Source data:
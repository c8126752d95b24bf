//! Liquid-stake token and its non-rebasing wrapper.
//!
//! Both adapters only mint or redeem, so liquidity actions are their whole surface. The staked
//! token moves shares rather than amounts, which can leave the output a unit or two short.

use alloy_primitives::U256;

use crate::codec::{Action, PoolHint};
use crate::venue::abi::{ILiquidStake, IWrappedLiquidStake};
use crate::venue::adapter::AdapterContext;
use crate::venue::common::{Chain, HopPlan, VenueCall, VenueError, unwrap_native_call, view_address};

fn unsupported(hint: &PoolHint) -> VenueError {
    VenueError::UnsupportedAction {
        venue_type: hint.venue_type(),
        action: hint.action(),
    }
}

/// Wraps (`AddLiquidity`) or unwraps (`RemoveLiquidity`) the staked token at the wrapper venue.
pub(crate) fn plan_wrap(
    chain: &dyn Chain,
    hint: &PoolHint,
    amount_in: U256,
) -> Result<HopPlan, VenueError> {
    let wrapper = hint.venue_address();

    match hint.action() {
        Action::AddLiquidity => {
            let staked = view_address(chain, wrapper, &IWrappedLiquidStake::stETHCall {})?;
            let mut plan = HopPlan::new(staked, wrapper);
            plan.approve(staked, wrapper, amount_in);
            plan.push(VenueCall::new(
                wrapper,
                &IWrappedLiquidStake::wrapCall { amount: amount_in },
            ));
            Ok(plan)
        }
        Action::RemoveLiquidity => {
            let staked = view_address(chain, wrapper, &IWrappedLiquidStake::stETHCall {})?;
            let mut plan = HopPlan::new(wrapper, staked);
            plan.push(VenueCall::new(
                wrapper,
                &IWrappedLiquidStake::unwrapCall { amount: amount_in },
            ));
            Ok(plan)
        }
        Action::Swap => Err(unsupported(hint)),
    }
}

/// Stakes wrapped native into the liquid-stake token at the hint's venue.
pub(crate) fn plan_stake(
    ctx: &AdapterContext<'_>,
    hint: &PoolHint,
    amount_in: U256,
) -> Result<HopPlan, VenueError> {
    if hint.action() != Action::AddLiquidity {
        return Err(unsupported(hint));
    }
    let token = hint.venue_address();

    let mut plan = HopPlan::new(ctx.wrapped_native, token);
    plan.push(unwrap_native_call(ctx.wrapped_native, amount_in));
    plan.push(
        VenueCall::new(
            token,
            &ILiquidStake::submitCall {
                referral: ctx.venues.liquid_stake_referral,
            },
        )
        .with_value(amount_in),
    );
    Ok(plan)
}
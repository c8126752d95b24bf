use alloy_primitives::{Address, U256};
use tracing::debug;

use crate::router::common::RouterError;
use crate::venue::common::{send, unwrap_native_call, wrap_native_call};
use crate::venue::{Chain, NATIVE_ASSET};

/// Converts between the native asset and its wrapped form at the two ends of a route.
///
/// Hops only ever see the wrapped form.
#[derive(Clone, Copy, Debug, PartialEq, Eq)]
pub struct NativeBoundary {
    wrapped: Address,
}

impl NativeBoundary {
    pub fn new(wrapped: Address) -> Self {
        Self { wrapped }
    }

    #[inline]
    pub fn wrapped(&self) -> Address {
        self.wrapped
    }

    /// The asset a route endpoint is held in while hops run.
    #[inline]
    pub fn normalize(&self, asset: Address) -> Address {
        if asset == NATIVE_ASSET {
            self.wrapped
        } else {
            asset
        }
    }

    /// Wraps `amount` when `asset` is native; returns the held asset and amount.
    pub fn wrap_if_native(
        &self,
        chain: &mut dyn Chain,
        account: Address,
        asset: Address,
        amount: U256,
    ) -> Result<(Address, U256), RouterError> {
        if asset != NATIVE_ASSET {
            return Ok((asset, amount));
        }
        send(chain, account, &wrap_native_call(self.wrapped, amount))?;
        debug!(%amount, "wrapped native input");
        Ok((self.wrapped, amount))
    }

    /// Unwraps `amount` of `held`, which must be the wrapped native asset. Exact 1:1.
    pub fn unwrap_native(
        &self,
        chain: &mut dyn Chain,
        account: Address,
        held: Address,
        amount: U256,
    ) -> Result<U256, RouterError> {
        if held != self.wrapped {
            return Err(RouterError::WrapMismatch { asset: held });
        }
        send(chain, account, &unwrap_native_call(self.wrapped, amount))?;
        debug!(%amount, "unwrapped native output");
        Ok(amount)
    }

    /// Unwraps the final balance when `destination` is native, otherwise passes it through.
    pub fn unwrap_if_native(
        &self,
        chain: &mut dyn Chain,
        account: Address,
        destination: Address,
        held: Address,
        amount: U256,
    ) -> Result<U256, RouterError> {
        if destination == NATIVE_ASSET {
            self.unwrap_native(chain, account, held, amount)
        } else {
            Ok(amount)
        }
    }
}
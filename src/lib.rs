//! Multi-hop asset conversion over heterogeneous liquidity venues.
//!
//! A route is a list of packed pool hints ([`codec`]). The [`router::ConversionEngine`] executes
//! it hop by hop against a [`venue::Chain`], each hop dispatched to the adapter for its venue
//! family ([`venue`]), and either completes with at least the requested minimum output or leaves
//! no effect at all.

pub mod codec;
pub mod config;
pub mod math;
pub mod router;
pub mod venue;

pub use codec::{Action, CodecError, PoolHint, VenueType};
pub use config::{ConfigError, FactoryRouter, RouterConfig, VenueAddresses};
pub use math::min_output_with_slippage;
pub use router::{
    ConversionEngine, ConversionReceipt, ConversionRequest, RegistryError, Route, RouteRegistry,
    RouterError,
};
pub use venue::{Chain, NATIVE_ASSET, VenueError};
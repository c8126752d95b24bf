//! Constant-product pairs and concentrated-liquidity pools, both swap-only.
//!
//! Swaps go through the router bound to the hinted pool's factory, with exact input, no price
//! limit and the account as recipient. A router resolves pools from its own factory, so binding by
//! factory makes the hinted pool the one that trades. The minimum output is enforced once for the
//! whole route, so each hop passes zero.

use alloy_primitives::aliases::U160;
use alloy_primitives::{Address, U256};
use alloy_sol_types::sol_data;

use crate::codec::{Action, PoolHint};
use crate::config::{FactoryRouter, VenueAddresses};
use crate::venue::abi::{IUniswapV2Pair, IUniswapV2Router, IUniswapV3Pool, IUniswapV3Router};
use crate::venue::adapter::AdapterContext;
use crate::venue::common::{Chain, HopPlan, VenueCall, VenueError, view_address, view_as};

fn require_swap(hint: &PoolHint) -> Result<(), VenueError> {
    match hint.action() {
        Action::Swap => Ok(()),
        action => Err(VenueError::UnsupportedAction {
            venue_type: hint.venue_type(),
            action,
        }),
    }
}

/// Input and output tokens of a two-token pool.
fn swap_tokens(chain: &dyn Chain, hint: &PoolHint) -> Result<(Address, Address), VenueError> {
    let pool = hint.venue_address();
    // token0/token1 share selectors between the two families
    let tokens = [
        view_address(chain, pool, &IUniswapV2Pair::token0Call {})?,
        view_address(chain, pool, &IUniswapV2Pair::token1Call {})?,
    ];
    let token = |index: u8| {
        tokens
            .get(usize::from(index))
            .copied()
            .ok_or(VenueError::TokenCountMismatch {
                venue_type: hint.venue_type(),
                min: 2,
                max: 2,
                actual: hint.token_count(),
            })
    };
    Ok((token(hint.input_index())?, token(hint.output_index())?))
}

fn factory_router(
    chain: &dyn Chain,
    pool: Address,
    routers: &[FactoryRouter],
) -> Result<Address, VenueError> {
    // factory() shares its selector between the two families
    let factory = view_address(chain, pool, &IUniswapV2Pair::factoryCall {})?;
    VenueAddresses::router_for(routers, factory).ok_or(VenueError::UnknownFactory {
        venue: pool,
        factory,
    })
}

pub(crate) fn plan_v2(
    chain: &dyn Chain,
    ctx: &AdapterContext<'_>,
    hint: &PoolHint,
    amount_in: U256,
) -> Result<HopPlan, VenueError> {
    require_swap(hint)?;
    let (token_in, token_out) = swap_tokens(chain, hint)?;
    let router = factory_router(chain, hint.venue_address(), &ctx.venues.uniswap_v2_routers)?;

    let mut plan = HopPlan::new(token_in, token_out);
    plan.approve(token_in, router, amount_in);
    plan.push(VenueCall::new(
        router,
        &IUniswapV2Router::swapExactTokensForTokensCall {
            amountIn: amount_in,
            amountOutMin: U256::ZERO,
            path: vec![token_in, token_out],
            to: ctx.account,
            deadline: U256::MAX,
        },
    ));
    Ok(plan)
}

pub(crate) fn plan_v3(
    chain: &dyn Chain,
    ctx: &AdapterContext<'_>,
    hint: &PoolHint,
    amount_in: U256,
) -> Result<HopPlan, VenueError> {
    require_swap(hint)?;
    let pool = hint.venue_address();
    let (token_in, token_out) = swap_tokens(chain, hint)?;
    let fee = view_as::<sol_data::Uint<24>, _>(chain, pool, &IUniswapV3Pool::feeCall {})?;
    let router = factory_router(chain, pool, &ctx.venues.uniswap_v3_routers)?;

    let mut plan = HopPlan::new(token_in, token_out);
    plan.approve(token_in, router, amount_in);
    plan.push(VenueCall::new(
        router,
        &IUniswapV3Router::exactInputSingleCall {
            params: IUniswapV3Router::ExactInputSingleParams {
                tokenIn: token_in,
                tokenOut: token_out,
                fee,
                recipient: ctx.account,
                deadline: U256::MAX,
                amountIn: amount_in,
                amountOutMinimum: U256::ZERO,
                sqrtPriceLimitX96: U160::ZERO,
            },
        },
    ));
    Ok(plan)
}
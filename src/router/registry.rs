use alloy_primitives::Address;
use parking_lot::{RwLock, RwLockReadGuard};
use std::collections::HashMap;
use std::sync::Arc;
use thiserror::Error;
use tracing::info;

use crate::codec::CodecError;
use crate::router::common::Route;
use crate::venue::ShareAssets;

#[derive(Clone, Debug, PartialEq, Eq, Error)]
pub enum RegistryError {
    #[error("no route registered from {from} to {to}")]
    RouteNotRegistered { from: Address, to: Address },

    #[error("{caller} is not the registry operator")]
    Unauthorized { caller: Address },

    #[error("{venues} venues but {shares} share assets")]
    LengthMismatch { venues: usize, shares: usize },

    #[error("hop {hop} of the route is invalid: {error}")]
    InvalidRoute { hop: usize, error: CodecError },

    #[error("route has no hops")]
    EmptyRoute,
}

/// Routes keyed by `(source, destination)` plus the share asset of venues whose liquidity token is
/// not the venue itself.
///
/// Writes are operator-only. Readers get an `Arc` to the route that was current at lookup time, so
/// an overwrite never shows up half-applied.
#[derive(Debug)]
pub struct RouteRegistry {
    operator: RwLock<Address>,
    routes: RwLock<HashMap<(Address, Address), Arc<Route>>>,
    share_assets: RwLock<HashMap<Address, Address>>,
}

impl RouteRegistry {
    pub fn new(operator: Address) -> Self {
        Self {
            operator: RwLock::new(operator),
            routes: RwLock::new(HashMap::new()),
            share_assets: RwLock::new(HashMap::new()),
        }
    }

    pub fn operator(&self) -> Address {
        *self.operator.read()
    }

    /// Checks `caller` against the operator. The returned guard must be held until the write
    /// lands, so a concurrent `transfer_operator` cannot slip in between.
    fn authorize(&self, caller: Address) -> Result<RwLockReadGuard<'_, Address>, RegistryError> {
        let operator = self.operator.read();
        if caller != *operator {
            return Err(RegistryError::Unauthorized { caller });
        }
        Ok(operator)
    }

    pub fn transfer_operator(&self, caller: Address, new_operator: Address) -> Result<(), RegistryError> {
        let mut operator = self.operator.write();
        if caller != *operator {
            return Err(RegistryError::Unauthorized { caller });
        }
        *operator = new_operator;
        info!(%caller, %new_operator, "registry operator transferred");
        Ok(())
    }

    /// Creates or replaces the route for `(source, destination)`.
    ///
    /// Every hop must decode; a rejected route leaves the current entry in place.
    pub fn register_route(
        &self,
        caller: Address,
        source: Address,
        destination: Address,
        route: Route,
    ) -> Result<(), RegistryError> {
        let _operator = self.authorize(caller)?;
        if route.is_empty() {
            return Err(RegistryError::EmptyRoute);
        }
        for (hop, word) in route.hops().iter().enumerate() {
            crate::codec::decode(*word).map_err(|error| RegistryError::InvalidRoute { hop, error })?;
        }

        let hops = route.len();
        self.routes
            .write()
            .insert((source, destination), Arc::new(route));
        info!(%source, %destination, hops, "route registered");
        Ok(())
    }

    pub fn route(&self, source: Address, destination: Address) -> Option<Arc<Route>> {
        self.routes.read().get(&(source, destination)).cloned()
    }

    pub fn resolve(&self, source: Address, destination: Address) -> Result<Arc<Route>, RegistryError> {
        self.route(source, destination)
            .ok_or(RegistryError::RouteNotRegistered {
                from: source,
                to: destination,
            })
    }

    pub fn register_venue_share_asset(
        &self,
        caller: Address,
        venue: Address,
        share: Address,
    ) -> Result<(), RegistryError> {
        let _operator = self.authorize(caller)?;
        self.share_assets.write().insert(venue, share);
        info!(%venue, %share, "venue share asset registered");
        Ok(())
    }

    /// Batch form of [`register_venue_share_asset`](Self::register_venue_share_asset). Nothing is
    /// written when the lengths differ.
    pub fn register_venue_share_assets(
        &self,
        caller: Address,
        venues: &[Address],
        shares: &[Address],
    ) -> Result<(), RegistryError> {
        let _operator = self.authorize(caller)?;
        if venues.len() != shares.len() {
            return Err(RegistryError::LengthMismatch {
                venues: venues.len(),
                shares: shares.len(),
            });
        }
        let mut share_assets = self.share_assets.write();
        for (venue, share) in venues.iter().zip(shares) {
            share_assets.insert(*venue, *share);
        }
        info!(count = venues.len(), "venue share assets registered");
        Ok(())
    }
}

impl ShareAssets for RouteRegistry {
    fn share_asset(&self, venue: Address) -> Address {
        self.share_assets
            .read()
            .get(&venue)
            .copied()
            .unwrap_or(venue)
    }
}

## WORK TO BE COMPLETED
Only the lines above from the one with "use thiserror::Error;" up to and including the one with "route registered from" should be repeated, exactly as written.

## SOLUTION
use thiserror::Error;
use tracing::info;

use crate::codec::CodecError;
use crate::router::common::Route;
use crate::venue::ShareAssets;

#[derive(Clone, Debug, PartialEq, Eq, Error)]
pub enum RegistryError {
    #[error("no route registered from {from} to {to}")]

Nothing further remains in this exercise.